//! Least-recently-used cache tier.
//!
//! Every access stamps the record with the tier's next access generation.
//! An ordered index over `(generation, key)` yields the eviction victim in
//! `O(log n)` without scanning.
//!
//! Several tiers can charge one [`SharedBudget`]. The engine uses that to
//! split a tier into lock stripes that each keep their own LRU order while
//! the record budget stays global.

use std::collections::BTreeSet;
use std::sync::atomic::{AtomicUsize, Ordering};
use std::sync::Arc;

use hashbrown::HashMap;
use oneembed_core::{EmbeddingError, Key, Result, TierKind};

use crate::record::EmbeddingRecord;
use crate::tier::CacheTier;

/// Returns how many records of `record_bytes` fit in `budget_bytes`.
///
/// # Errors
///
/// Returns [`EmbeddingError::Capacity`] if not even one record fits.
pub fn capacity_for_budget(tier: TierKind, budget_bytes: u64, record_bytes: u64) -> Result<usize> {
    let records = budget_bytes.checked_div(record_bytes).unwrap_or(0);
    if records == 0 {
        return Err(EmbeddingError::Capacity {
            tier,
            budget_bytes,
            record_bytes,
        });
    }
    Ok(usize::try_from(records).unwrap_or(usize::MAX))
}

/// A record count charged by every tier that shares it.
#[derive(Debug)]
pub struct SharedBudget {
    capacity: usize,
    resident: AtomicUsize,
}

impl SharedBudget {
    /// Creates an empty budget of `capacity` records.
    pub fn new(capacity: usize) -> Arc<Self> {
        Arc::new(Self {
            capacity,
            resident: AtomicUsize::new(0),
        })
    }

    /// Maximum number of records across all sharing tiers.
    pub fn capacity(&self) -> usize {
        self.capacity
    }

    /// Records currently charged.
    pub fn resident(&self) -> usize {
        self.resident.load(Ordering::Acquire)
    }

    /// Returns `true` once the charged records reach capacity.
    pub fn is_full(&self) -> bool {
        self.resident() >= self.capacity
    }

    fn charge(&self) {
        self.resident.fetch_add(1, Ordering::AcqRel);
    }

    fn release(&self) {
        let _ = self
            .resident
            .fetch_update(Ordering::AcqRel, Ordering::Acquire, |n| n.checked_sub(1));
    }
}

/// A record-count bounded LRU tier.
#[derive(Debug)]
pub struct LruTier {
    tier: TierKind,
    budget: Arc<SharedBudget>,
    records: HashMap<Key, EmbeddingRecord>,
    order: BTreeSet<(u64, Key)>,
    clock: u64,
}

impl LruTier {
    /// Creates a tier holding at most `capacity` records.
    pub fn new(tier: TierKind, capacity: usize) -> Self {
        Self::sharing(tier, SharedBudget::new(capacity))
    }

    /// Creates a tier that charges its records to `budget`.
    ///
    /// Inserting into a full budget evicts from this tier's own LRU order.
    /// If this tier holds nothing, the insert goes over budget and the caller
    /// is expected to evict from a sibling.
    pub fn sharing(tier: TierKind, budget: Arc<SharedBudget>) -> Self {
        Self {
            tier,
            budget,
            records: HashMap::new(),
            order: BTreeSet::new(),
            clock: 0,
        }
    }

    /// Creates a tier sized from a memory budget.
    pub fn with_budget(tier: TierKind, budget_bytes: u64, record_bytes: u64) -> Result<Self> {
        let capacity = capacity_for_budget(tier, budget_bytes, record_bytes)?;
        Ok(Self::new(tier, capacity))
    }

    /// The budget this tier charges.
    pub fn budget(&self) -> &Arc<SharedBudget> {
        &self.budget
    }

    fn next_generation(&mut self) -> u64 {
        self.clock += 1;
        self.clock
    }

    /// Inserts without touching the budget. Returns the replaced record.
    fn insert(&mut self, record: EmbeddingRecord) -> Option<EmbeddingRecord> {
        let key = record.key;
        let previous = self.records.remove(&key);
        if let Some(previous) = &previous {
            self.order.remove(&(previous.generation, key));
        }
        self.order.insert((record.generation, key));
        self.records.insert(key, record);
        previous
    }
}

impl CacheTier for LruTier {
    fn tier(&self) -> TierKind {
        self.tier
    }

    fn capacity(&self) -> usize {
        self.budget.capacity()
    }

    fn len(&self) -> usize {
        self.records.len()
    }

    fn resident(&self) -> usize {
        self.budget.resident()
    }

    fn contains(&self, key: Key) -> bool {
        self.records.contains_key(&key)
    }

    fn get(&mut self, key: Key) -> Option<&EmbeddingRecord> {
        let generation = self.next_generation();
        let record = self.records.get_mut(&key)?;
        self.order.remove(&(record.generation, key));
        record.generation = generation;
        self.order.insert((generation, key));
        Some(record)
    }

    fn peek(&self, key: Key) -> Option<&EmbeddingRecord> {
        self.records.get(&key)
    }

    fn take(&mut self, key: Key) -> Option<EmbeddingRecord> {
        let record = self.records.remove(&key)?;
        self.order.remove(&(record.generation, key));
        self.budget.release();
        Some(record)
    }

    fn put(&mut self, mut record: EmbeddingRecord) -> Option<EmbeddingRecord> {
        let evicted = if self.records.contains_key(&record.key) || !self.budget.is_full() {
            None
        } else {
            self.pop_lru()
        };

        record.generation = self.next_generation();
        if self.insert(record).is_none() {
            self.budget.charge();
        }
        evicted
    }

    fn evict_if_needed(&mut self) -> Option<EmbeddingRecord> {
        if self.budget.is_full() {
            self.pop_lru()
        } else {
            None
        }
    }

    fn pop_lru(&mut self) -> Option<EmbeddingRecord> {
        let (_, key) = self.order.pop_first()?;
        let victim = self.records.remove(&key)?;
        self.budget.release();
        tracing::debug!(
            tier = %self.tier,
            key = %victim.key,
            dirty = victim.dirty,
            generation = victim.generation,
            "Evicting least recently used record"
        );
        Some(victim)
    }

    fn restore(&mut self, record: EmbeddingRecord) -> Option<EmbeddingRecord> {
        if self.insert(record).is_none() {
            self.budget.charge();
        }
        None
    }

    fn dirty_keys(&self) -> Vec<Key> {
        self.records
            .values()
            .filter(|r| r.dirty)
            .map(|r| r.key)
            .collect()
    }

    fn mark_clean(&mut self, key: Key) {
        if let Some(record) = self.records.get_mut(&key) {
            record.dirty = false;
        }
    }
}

§ §

From the material above, copy exactly the lines between the line holding "use std::collections::BTreeSet;" and the line holding "if records == 0", inclusive, and only those.

OUTPUT FOR THIS EXERCISE:
use std::collections::BTreeSet;
use std::sync::atomic::{AtomicUsize, Ordering};
use std::sync::Arc;

use hashbrown::HashMap;
use oneembed_core::{EmbeddingError, Key, Result, TierKind};

use crate::record::EmbeddingRecord;
use crate::tier::CacheTier;

/// Returns how many records of `record_bytes` fit in `budget_bytes`.
///
/// # Errors
///
/// Returns [`EmbeddingError::Capacity`] if not even one record fits.
pub fn capacity_for_budget(tier: TierKind, budget_bytes: u64, record_bytes: u64) -> Result<usize> {
    let records = budget_bytes.checked_div(record_bytes).unwrap_or(0);
    if records == 0 {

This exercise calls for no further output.